Identification and validation of SERPINE1 as a prognostic and immunological biomarker in pan-cancer and in ccRCC

Lingqin Li; Fan Li; Zhehao Xu; Liyang Li; Haiyi Hu; Yang Li; Shicheng Yu; Mingchao Wang; Lei Gao

doi:10.3389/fphar.2023.1213891

Identification and validation of SERPINE1 as a prognostic and immunological biomarker in pan-cancer and in ccRCC

Front Pharmacol. 2023 Aug 23:14:1213891. doi: 10.3389/fphar.2023.1213891. eCollection 2023.

Authors

Lingqin Li¹, Fan Li², Zhehao Xu², Liyang Li³, Haiyi Hu², Yang Li², Shicheng Yu², Mingchao Wang², Lei Gao²

Affiliations

¹ Department of Operating Room, Sir Run Run Shaw Hospital, Zhejiang University School of Medicine, HangZhou, China.
² Department of Urology, Sir Run Run Shaw Hospital, Zhejiang University School of Medicine, Hangzhou, China.
³ University of New South Wales, School of Medicine, Sydney, NSW, Australia.

Abstract

Background: SERPINE1, a serine protease inhibitor involved in the regulation of the plasminogen activation system, was recently identified as a cancer-related gene. However, its clinical significance and potential mechanisms in pan-cancer remain obscure. Methods: In pan-cancer multi-omics data from public datasets, including The Cancer Genome Atlas (TCGA) and Genotype-Tissue Expression (GTEx), and online web tools were used to analyze the expression of SERPINE1 in different cancers and its correlation with prognosis, genetic alteration, DNA promoter methylation, biological processes, immunoregulator expression levels, immune cell infiltration into tumor, tumor mutation burden (TMB), microsatellite instability (MSI), immunotherapy response and drug sensitivity. Further, two single-cell databases, Tumor Immune Single-cell Hub 2 (TISCH2) and CancerSEA, were used to explore the expression and potential roles of SERPINE1 at a single-cell level.
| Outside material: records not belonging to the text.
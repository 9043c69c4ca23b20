use crate::data::model::Metric;

const BENCHMARK_LEADER: &str = "Countries with a large gap should benchmark the leading country's \
     model, e.g. its technology policy and R&D funding structure.";

const MOBILE_INFRASTRUCTURE: &str = "Countries lacking mobile coverage benefit most from expanded \
     public-private infrastructure investment and improved spectrum licensing.";

const INDUSTRIAL_BASE: &str = "Countries with a weak manufacturing base need industrial clusters, \
     broader SME support and programmes to join international supply chains.";

/// Improvement suggestions shown under the gap summary, the one closest to
/// `metric` first.
pub fn recommendations(metric: Metric) -> Vec<&'static str> {
    match metric {
        Metric::MobileCoverage => vec![MOBILE_INFRASTRUCTURE, BENCHMARK_LEADER, INDUSTRIAL_BASE],
        Metric::ManufacturingValueAdded => {
            vec![INDUSTRIAL_BASE, BENCHMARK_LEADER, MOBILE_INFRASTRUCTURE]
        }
        Metric::ResearchExpenditure | Metric::ResearchersPerMillion => {
            vec![BENCHMARK_LEADER, MOBILE_INFRASTRUCTURE, INDUSTRIAL_BASE]
        }
    }
}
use std::collections::BTreeSet;
use std::path::{Path, PathBuf};

use serde::{Deserialize, Serialize};

use crate::data::loader::SOURCE_EXTENSIONS;
use crate::data::model::SourceId;

/// Environment variable overriding the data directory.
pub const DATA_DIR_ENV: &str = "SDG9_DATA_DIR";

/// Data directory used when [`DATA_DIR_ENV`] is unset.
pub const DEFAULT_DATA_DIR: &str = "data";

/// Countries selected when a session starts.
pub const DEFAULT_COUNTRIES: [&str; 3] = ["Korea, Rep.", "United States", "Kenya"];

/// The seed selection as an owned set.
pub fn default_selection() -> BTreeSet<String> {
    DEFAULT_COUNTRIES.iter().map(|c| c.to_string()).collect()
}

// ---------------------------------------------------------------------------
// DataSources – where the three indicator tables live
// ---------------------------------------------------------------------------

/// Fixed locations of the three indicator tables.
///
/// Only the directory is configurable; the file stems are part of the data
/// contract (see [`SourceId::file_stem`]). Each source may be stored in any
/// format the loader reads.
#[derive(Debug, Clone, PartialEq, Eq, Serialize, Deserialize)]
pub struct DataSources {
    pub dir: PathBuf,
}

impl Default for DataSources {
    fn default() -> Self {
        Self::new(DEFAULT_DATA_DIR)
    }
}

impl DataSources {
    pub fn new(dir: impl Into<PathBuf>) -> Self {
        Self { dir: dir.into() }
    }

    /// Read the data directory from `SDG9_DATA_DIR`, falling back to `data`.
    pub fn from_env() -> Self {
        match std::env::var_os(DATA_DIR_ENV) {
            Some(dir) if !dir.is_empty() => Self::new(dir),
            _ => Self::default(),
        }
    }

    pub fn dir(&self) -> &Path {
        &self.dir
    }

    /// The first existing `<stem>.<ext>` in [`SOURCE_EXTENSIONS`] order, or
    /// the CSV path when none exists.
    pub fn path_for(&self, source: SourceId) -> PathBuf {
        SOURCE_EXTENSIONS
            .iter()
            .map(|ext| self.dir.join(format!("{}.{ext}", source.file_stem())))
            .find(|path| path.is_file())
            .unwrap_or_else(|| self.dir.join(source.file_name()))
    }

    /// `(source, path)` pairs in resolution priority order.
    pub fn ordered_paths(&self) -> Vec<(SourceId, PathBuf)> {
        SourceId::PRIORITY
            .iter()
            .map(|&source| (source, self.path_for(source)))
            .collect()
    }
}
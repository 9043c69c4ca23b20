use eframe::egui::Ui;
use egui_plot::{Legend, Line, Plot, PlotPoints, Points};
use sdg9_gap::analysis::series::series_by_country;

use crate::state::AppState;

// ---------------------------------------------------------------------------
// Indicator chart (central panel)
// ---------------------------------------------------------------------------

/// Line chart of the filtered view: one line per country, x = year.
pub fn indicator_plot(ui: &mut Ui, state: &AppState) {
    let comparison = match &state.outcome {
        Some(Ok(comparison)) => comparison,
        _ => {
            ui.centered_and_justified(|ui: &mut Ui| {
                ui.heading("Nothing to chart for this metric and selection.");
            });
            return;
        }
    };

    let series = series_by_country(&comparison.view, &comparison.metric);

    Plot::new("indicator_plot")
        .legend(Legend::default())
        .x_axis_label("Year")
        .y_axis_label(comparison.metric_label())
        .x_axis_formatter(|mark, _range| format!("{:.0}", mark.value))
        .allow_boxed_zoom(true)
        .allow_drag(true)
        .allow_scroll(true)
        .allow_zoom(true)
        .show(ui, |plot_ui| {
            for s in &series {
                let color = state.color_map.color_for(&s.country);
                let coords: Vec<[f64; 2]> = s
                    .points
                    .iter()
                    .map(|&(year, value)| [year as f64, value])
                    .collect();

                plot_ui.line(
                    Line::new(PlotPoints::from(coords.clone()))
                        .name(&s.country)
                        .color(color)
                        .width(1.5),
                );
                plot_ui.points(
                    Points::new(PlotPoints::from(coords))
                        .name(&s.country)
                        .color(color)
                        .radius(3.0),
                );
            }
        });
}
The aberrant expression of SERPINE1 was further verified in clear cell renal cell carcinoma (ccRCC) through qRT-PCR of clinical patient samples, validation in independent cohorts using The Gene Expression Omnibus (GEO) database, and proteomic validation using the Clinical Proteomic Tumor Analysis Consortium (CPTAC) database. Results: The expression of SERPINE1 was dysregulated in cancers and enriched in endothelial cells and fibroblasts. Copy number amplification and low DNA promoter methylation could be partly responsible for high SERPINE1 expression. High SERPINE1 expression was associated with poor prognosis in 21 cancers. The results of gene set enrichment analysis (GSEA) indicated SERPINE1 involvement in the immune response and tumor malignancy. SERPINE1 expression was also associated with the expression of several immunoregulators and immune cell infiltration and could play an immunosuppression role. Besides, SERPINE1 was found to be related with TMB, MSI, immunotherapy response and sensitivity to several drugs in cancers. Finally, the high expression of SERPINE1 in ccRCC was verified using qRT-PCR performed on patient samples, six independent GEO cohorts, and proteomic data from the CPTAC database. Conclusion: The findings of the present study revealed that SERPINE1 exhibits aberrant expression in various types of cancers and is associated with cancer immunity and tumor malignancy, providing novel insights for individualized cancer treatment.

Keywords: SERPINE1; cancer immunity; clear cell renal cell carcinoma; multi-omics; pan-cancer.